There are clearly shades of grey when it comes to plagiarism. At the bottom of the pyramid is probably an unknowing follower reposting a photo with no credit without considering how much work you put into it. This can often be written off as long as that person doesn’t claim to own the image. A few leaps above that is a brand stealing your photo, which I view as worse than an individual because in some indirect way, they’re making money off your idea, your intellectual property and your face without consent. 

I don’t intend to name or shame personal accounts here but an example of a brand that has done this is @lyla_and_bo who were following me for some time before they decided to steal a photo that I reposted (w/credit of course) of my friend’s photography. After messaging them and commenting, I received no response. I looked at the rest of their images and realised that their moodboard and inspiration type page wasn’t made up of random Pinterest type shots that float around the internet unclaimed. Have you ever noticed that a lot of feature accounts have these kinds of beautiful and inspirational lifestyle shots? Have you ever asked yourself who they belong to?

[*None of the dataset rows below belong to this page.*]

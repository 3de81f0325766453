//! User-facing classification of a finished request and its messages.

use serde::Serialize;

use crate::chain::ChainExtractionResult;
use crate::errors::{ExtractError, PathError};

pub const PAGE_NOT_FOUND: &str = "Did not find a wiktionary page for this word.";
pub const ETYMOLOGY_NOT_FOUND: &str =
    "Did not find an etymology section for this word. Try an alternate form?";
pub const NOTHING_MAPPABLE: &str = "Did not parse a mappable etymology.";

/// How a request ended, from the user's point of view.
#[derive(Debug, Clone, PartialEq, Eq, Serialize)]
#[serde(tag = "outcome", rename_all = "snake_case")]
pub enum Outcome {
    /// At least one ancestor can be drawn.
    Mappable { description: String },
    /// Prose was found but nothing on it maps.
    NothingMappable { description: String },
    /// The requested language section is absent.
    LanguagePageNotFound { language: String },
    /// No usable etymology subsection.
    EtymologyNotFound,
}

impl Outcome {
    /// Classifies an extraction result without confusing a length-1 chain
    /// with a failure.
    pub fn from_extraction(result: &Result<ChainExtractionResult, ExtractError>) -> Self {
        match result {
            Ok(r) if r.chain.is_trivial() => Outcome::NothingMappable {
                description: r.description.clone(),
            },
            Ok(r) => Outcome::Mappable {
                description: r.description.clone(),
            },
            Err(ExtractError::LanguagePageNotFound(language)) => Outcome::LanguagePageNotFound {
                language: language.clone(),
            },
            Err(ExtractError::EtymologyNotFound) => Outcome::EtymologyNotFound,
        }
    }

    pub fn is_mappable(&self) -> bool {
        matches!(self, Outcome::Mappable { .. })
    }

    /// Text shown to the user.
    pub fn message(&self) -> String {
        match self {
            Outcome::Mappable { description } => description.clone(),
            Outcome::NothingMappable { description } => {
                format!("{description}\n{NOTHING_MAPPABLE}")
            }
            Outcome::LanguagePageNotFound { language } => {
                format!("{PAGE_NOT_FOUND} No {language} section on this page.")
            }
            Outcome::EtymologyNotFound => ETYMOLOGY_NOT_FOUND.to_string(),
        }
    }
}

/// Message for a path that could not be drawn.
pub fn unresolved_message(description: &str, err: &PathError) -> String {
    match err {
        PathError::UnresolvedLanguage(name) => {
            format!("{description}\nSorry, we don't have coordinates for {name}.")
        }
    }
}

/// Wiktionary URL the document for `word` is fetched from.
pub fn source_url(word: &str, language: Option<&str>) -> String {
    let page = word.trim().replace(' ', "_");
    match language.map(str::trim).filter(|l| !l.is_empty()) {
        Some(lang) => format!("https://en.wiktionary.org/wiki/{page}#{}", lang.replace(' ', "_")),
        None => format!("https://en.wiktionary.org/wiki/{page}"),
    }
}
//! Paragraph walker: runs the classifier over an etymology subsection.

use tracing::debug;

use crate::chain::EtymologyChain;
use crate::classify::{ParagraphScanner, Verdict};
use crate::config::StopRuleMode;
use crate::document::Paragraph;

/// Raw (unfiltered) walk output.
#[derive(Debug, Clone, PartialEq, Eq)]
pub struct Walk {
    pub description: String,
    pub chain: EtymologyChain,
}

/// Visits `paragraphs` in order, accumulating their text into the description
/// and accepted origins into a chain rooted at `target`.
///
/// Stops after the first paragraph that contributes an origin.
pub fn walk(paragraphs: &[&Paragraph], target: &str, stop_rules: StopRuleMode) -> Walk {
    let mut description = format!("{target}. ");
    let mut chain = EtymologyChain::new(target);

    for (idx, paragraph) in paragraphs.iter().enumerate() {
        description.push_str(paragraph.text());

        let mut scanner = ParagraphScanner::new(paragraph.text(), stop_rules);
        for mention in paragraph.mentions() {
            match scanner.classify(mention) {
                Verdict::Stop => break,
                Verdict::Origin => {
                    if !chain.push_unique(&mention.name) {
                        debug!(mention = %mention.name, "duplicate origin dropped");
                    }
                }
                _ => {}
            }
        }

        if !chain.is_trivial() {
            debug!(paragraph = idx, origins = chain.len() - 1, "origins found; stop walking");
            break;
        }
    }

    Walk { description, chain }
}

#[cfg(test)]
mod tests {
    use super::*;

    fn para(text: &str, names: &[&str]) -> Paragraph {
        Paragraph::with_mentions_found(text, names)
    }

    #[test]
    fn collects_origins_in_order() {
        let p = para("From Old French, from Latin.", &["Old French", "Latin"]);
        let w = walk(&[&p], "French", StopRuleMode::Permissive);
        assert_eq!(w.chain.as_slice(), ["French", "Old French", "Latin"]);
        assert_eq!(w.description, "French. From Old French, from Latin.");
    }

    #[test]
    fn stops_after_first_productive_paragraph() {
        let a = para("Unknown.", &[]);
        let b = para("From Latin.", &["Latin"]);
        let c = para("From Greek.", &["Greek"]);
        let w = walk(&[&a, &b, &c], "English", StopRuleMode::Permissive);
        assert_eq!(w.chain.as_slice(), ["English", "Latin"]);
        assert_eq!(w.description, "English. Unknown.From Latin.");
    }

    #[test]
    fn skipped_mentions_stay_in_description() {
        let p = para("Latin word (Greek).", &["Latin", "Greek"]);
        let w = walk(&[&p], "English", StopRuleMode::Permissive);
        assert!(w.chain.is_trivial());
        assert!(w.description.contains("(Greek)"));
    }

    #[test]
    fn duplicates_are_dropped_silently() {
        let p = para("From Latin, from Latin, from Greek", &["Latin", "Latin", "Greek"]);
        let w = walk(&[&p], "English", StopRuleMode::Permissive);
        assert_eq!(w.chain.as_slice(), ["English", "Latin", "Greek"]);
    }

    #[test]
    fn target_mention_is_not_duplicated() {
        let p = para("From earlier English, from Latin", &["English", "Latin"]);
        let w = walk(&[&p], "English", StopRuleMode::Permissive);
        assert_eq!(w.chain.as_slice(), ["English", "Latin"]);
    }

    #[test]
    fn stop_rule_keeps_origins_found_so_far() {
        let p = para(
            "From Latin lingua. Cognate with Greek glossa.",
            &["Latin", "Greek"],
        );
        let w = walk(&[&p], "English", StopRuleMode::Permissive);
        assert_eq!(w.chain.as_slice(), ["English", "Latin"]);
    }

    #[test]
    fn parenthetical_repeat_keeps_later_origins() {
        let p = para(
            "From Latin (compare Greek and Oscan), from Umbrian, from Oscan.",
            &["Latin", "Greek", "Oscan", "Umbrian", "Oscan"],
        );
        let w = walk(&[&p], "English", StopRuleMode::Permissive);
        assert_eq!(w.chain.as_slice(), ["English", "Latin", "Umbrian", "Oscan"]);
    }

    #[test]
    fn no_paragraphs_yields_target_only() {
        let w = walk(&[], "English", StopRuleMode::Permissive);
        assert_eq!(w.chain.as_slice(), ["English"]);
        assert_eq!(w.description, "English. ");
    }
}
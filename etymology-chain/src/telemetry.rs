//! Tracing setup helpers for binaries embedding this library.

use std::io::{self, IsTerminal};
use std::str::FromStr;

use tracing::Level;
use tracing_subscriber::filter::{Directive, LevelFilter};
use tracing_subscriber::fmt::format::Writer;
use tracing_subscriber::fmt::time::FormatTime;
use tracing_subscriber::registry::LookupSpan;
use tracing_subscriber::{EnvFilter, Layer, filter, fmt};

/// Crate target prefix used to filter only library-originated logs.
pub const TARGET_PREFIX: &str = "etymology_chain";

/// RFC3339 UTC timer, e.g. `2025-09-12T10:20:30Z`.
#[derive(Clone, Debug, Default)]
struct ChronoRfc3339Utc;

impl FormatTime for ChronoRfc3339Utc {
    fn format_time(&self, w: &mut Writer<'_>) -> std::fmt::Result {
        let now = chrono::Utc::now();
        let s = now.to_rfc3339_opts(chrono::SecondsFormat::Secs, true);
        w.write_str(&s)
    }
}

/// Formatting layer that renders only events emitted by this crate.
///
/// Output goes to stderr so the binary's stdout stays machine-readable.
/// ANSI colors are enabled only when stderr is a terminal.
pub fn layer<S>() -> impl Layer<S> + Send + Sync
where
    S: tracing::Subscriber + for<'a> LookupSpan<'a>,
{
    let use_ansi = io::stderr().is_terminal();

    let only_this_crate = filter::filter_fn(|meta| meta.target().starts_with(TARGET_PREFIX));

    fmt::layer()
        .compact()
        .with_writer(io::stderr)
        .with_timer(ChronoRfc3339Utc)
        .with_level(true)
        .with_target(true)
        .with_ansi(use_ansi)
        .with_span_events(fmt::format::FmtSpan::CLOSE)
        .with_filter(only_this_crate)
}

/// Level directive for this library only, e.g. `etymology_chain=debug`.
pub fn level_directive(level: Level) -> Directive {
    let s = format!("{TARGET_PREFIX}={}", level.as_str().to_lowercase());
    Directive::from_str(&s).unwrap_or_else(|_| LevelFilter::INFO.into())
}

/// `EnvFilter` from `RUST_LOG`; otherwise `default` plus `level` for this crate.
pub fn env_filter_or(default: &str, level: Level) -> EnvFilter {
    EnvFilter::try_from_default_env()
        .unwrap_or_else(|_| EnvFilter::new(default).add_directive(level_directive(level)))
}

#[cfg(test)]
mod tests {
    use super::*;

    #[test]
    fn level_directive_targets_this_crate() {
        let d = level_directive(Level::DEBUG);
        let s = d.to_string();
        assert!(s.starts_with("etymology_chain"));
        assert!(s.ends_with("debug"));
    }
}
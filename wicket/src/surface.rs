//! Surface geometry tracking
//!
//! The window reports logical pixels; the swapchain, the module's draw
//! coordinates, and the `on_resize` dimensions are all in the physical
//! backing-store space derived from them. The backing dimension for a
//! logical extent uses the same rounding on every platform so a module
//! sees identical geometry for identical window metrics:
//!
//! ```text
//! backing = floor((logical - 1) * ratio) + 1
//! ```
//!
//! which is exact for integer ratios and never rounds a nonzero extent to
//! zero. [`SurfaceTracker`] only reports a new backing size when either the
//! logical size or the scale ratio actually changed, so the module's
//! `on_resize` fires once per change rather than once per event.

/// Compute the physical backing extent for one logical axis.
pub fn backing_extent(logical: f64, ratio: f64) -> u32 {
    if logical <= 0.0 {
        return 1;
    }
    ((logical - 1.0) * ratio).floor() as u32 + 1
}

/// Tracks the last-applied surface geometry and detects real changes.
#[derive(Debug, Default)]
pub struct SurfaceTracker {
    logical: Option<(f64, f64)>,
    ratio: f64,
}

impl SurfaceTracker {
    pub fn new() -> Self {
        Self::default()
    }

    /// Record the current logical size and scale ratio.
    ///
    /// Returns the new physical backing size if it differs from the last
    /// applied geometry, `None` when nothing changed.
    pub fn update(&mut self, width: f64, height: f64, ratio: f64) -> Option<(u32, u32)> {
        if self.logical == Some((width, height)) && self.ratio == ratio {
            return None;
        }
        self.logical = Some((width, height));
        self.ratio = ratio;
        Some((backing_extent(width, ratio), backing_extent(height, ratio)))
    }

    /// Scale ratio of the last applied geometry.
    pub fn ratio(&self) -> f64 {
        self.ratio
    }

    /// Last applied logical size, if any geometry has been applied yet.
    pub fn logical(&self) -> Option<(f64, f64)> {
        self.logical
    }
}

#[cfg(test)]
mod tests {
    use super::*;

    #[test]
    fn backing_formula_integer_ratio() {
        assert_eq!(backing_extent(640.0, 1.0), 640);
        assert_eq!(backing_extent(640.0, 2.0), 1279);
        assert_eq!(backing_extent(1.0, 2.0), 1);
    }

    #[test]
    fn backing_formula_fractional_ratio() {
        // floor((800 - 1) * 1.5) + 1 = floor(1198.5) + 1
        assert_eq!(backing_extent(800.0, 1.5), 1199);
        // floor((3 - 1) * 1.25) + 1 = 2 + 1
        assert_eq!(backing_extent(3.0, 1.25), 3);
    }

    #[test]
    fn backing_never_zero() {
        assert_eq!(backing_extent(0.0, 2.0), 1);
        assert_eq!(backing_extent(1.0, 0.5), 1);
    }

    #[test]
    fn update_reports_only_real_changes() {
        let mut tracker = SurfaceTracker::new();
        assert_eq!(tracker.update(640.0, 480.0, 1.0), Some((640, 480)));
        // Same metrics again: no resize.
        assert_eq!(tracker.update(640.0, 480.0, 1.0), None);
        // Ratio change alone is a resize.
        assert_eq!(tracker.update(640.0, 480.0, 2.0), Some((1279, 959)));
        assert_eq!(tracker.update(640.0, 480.0, 2.0), None);
        // Size change alone is a resize.
        assert!(tracker.update(800.0, 480.0, 2.0).is_some());
    }
}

That’s when I realised that these pictures are likely to be people’s work, sweat and time. The worst kind of brand is one that simply sees Instagrammers as a pure marketing tool and their hard work goes entirely unnoticed. The social media team at Lyla and Bo are representing their brand as the kind of trawler that doesn’t care to credit creatives that are trying to build opportunities for themselves. And at risk of sounding angry on a blog that I try to keep passionate at its worst and positive at its best, Lyla and Bo actually unfollowed me rather than respond to my request to credit or remove the said image.

The second and most grating example was when an Instagrammer that I’ve met in real life stole my caption. So this may not seem as bad as stealing an image but trust me, the caption was incredibly niche – so hell yes I noticed when her version appeared on my feed with almost the same photo to go with it! Strangely, even though she wasn’t promoting anything via that picture/ there were no commercial implications, I was way more affected by this incident than I had been previously. My words as writer and a blogger are my means of communicating my personality to friends and followers. You’ll rarely ever see me quoting song lyrics or philosophical sayings. It was also so bizarre to me that someone that has looked me in the eye, held a conversation and regularly likes my content would think to do something so low.

Another incident involving a ‘big’ Instagrammer was a lot more convoluted. As far as I know, we had never had interactions online before, yet she blocked me. It was because of someone’s private message that I was notified that she had stolen from me and was claiming credit for it. And worse, it contained an illustration of mine. This was like, double theft, if there even is such a thing. So thank you Instagram, for not allowing me to stand up for myself when someone steals my pictures and blocks me as I’m unable to search for their account or see their feed! Interestingly, when I told my friends about this, they asked me,”how many followers does she have?”

Relevant? Yes. Would it make it better if she didn’t have tens of thousands? No. When some friends commented on that photo of mine on her feed, urging her to credit, she simply disabled the comments and didn’t respond. Later, others pointed out that she had done the same thing on a couple other pictures, speculatively because she may have stolen them too.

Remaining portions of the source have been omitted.